柱③ チョップ——サンプルを「壊す」ことで生まれるグルーヴ

Premierのもう一つの特徴が、サンプルの「チョップ」だ。元のレコードをそのままループさせるのではなく、細かく切り刻み、並び替えることで元の曲にはなかったグルーヴを生み出す。

Gang Starr「Mass Appeal」では、Vic Juris「Horizon Drive」(1980)のジャズギターのフレーズがプリモの手でリズムに変換されている。元の音源のメロディや調性を残しつつ、打楽器的な機能を持たせる——このチョップの技術がプリモのビートに「聴いたことのある懐かしさ」と「新しいグルーヴ」を同時に宿らせる。

Gang Starr Foundation——プリモが育てたコレクティブ

Premierは自身のグループGang Starrだけでなく、Gang Starr Foundationと呼ばれるコレクティブのメンバーにも惜しみなくビートを提供した。
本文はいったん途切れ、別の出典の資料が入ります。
/*
 * @Description  : 计算图节点所用的稠密二维张量（行主序，f64）
 */

use ndarray::Array2;
use rand::distributions::{Distribution, Uniform};
use rand::Rng;
use serde::{Deserialize, Serialize};

use crate::errors::TensorError;

mod ops {
    pub mod add_assign;
    pub mod eq;
    pub mod map;
}

mod index;
mod print;
mod property;

#[cfg(test)]
mod tests;

/// 定义张量的结构体。本库中所有节点的值、梯度与参数都是`高×宽`的二维张量；
/// 向量统一以列向量`[n, 1]`存放（即宽为1）。
/// 注：通常意义上的数字（类型为usize、f64等）就只是纯数（number），在这里不被认为是张量。
#[derive(Debug, Clone, PartialEq, Serialize, Deserialize)]
pub struct Tensor {
    data: Array2<f64>,
}

impl Tensor {
    /// 创建一个张量，`shape`可以是`[n]`（视为列向量`[n, 1]`）或`[h, w]`。
    /// 注：`data`的长度必须和`shape`中所有元素的乘积相等，否则panic；
    /// 需要错误处理时请使用[`Tensor::try_new`]。
    pub fn new(data: &[f64], shape: &[usize]) -> Self {
        match Self::try_new(data, shape) {
            Ok(tensor) => tensor,
            Err(e) => panic!("{e}"),
        }
    }

    /// 同[`Tensor::new`]，但以`Result`返回形状错误
    pub fn try_new(data: &[f64], shape: &[usize]) -> Result<Self, TensorError> {
        let (height, width) = match *shape {
            [n] => (n, 1),
            [h, w] => (h, w),
            _ => return Err(TensorError::UnsupportedRank(shape.to_vec())),
        };
        if data.len() != height * width {
            return Err(TensorError::InconsistentShape {
                data_len: data.len(),
                shape: shape.to_vec(),
            });
        }
        let data = Array2::from_shape_vec((height, width), data.to_vec()).map_err(|_| {
            TensorError::InconsistentShape {
                data_len: data.len(),
                shape: shape.to_vec(),
            }
        })?;
        Ok(Self { data })
    }

    /// 创建一个全零张量
    pub fn zeros(height: usize, width: usize) -> Self {
        Self {
            data: Array2::zeros((height, width)),
        }
    }

    /// 由若干等长的行构造张量（行主序）
    pub fn from_rows(rows: &[Vec<f64>]) -> Result<Self, TensorError> {
        let first = rows.first().ok_or(TensorError::EmptyRows)?;
        let width = first.len();
        let mut data = Vec::with_capacity(rows.len() * width);
        for (row, values) in rows.iter().enumerate() {
            if values.len() != width {
                return Err(TensorError::RaggedRows {
                    row,
                    expected: width,
                    got: values.len(),
                });
            }
            data.extend_from_slice(values);
        }
        Self::try_new(&data, &[rows.len(), width])
    }

    /// 创建一个随机张量，其值在[min, max]的闭区间
    pub fn new_random(min: f64, max: f64, shape: &[usize]) -> Self {
        Self::new_random_with_rng(min, max, shape, &mut rand::thread_rng())
    }

    /// 同[`Tensor::new_random`]，但使用调用方给定的随机数生成器（便于复现）
    pub fn new_random_with_rng<R: Rng>(min: f64, max: f64, shape: &[usize], rng: &mut R) -> Self {
        let dist = Uniform::from(min..=max);
        let data = (0..shape.iter().product::<usize>())
            .map(|_| dist.sample(rng))
            .collect::<Vec<_>>();
        Self::new(&data, shape)
    }
}
use thiserror::Error;

/// 张量构造/运算时的错误
#[derive(Error, Debug, PartialEq, Eq)]
pub enum TensorError {
    #[error("数据长度{data_len}与形状{shape:?}不一致")]
    InconsistentShape { data_len: usize, shape: Vec<usize> },
    #[error("张量形状必须为1阶或2阶，得到{0:?}")]
    UnsupportedRank(Vec<usize>),
    #[error("二维输入的行列表为空")]
    EmptyRows,
    #[error("二维输入的第{row}行长度为{got}，预期为{expected}")]
    RaggedRows {
        row: usize,
        expected: usize,
        got: usize,
    },
    #[error(
        "形状不一致，故无法{operator}：第一个张量的形状为{tensor1_shape:?}，第二个张量的形状为{tensor2_shape:?}"
    )]
    OperatorError {
        operator: &'static str,
        tensor1_shape: Vec<usize>,
        tensor2_shape: Vec<usize>,
    },
}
Group Home(Lil Dap & Melachi the Nutcracker)、Jeru the Damaja、Big Shugらがその中心だ。

このコレクティブの存在がプリモのビートに「NYハードコアHH」という文脈を与えた。Gang Starr Foundationの曲を横断して聴くと、同じビートメイカーが異なるMCのリリシズムを引き出す様子が見えてくる。

なぜプリモのビートは「語る」のか

答えはシンプルだ。Premierはビートを「MCの背景」として作らない。ビート自体が何かを言おうとしている。ループの選択、スクラッチのフレーズ選び、チョップのタイミング——すべてに意図がある。

Mos Def「Mathematics」のビートは、統計と数字でアメリカの人種差別を告発するMos Defのリリシズムを、ジャズの断片と不穏なキーボードで補強する。ビートとリリックが対話している。それがプリモのビートが「語る」理由だ。

N.Y. State of MindMass AppealMathematics——これらをDJ Premierのビートという共通軸で聴き直すと、ヒップホップ史が新しい顔を見せる。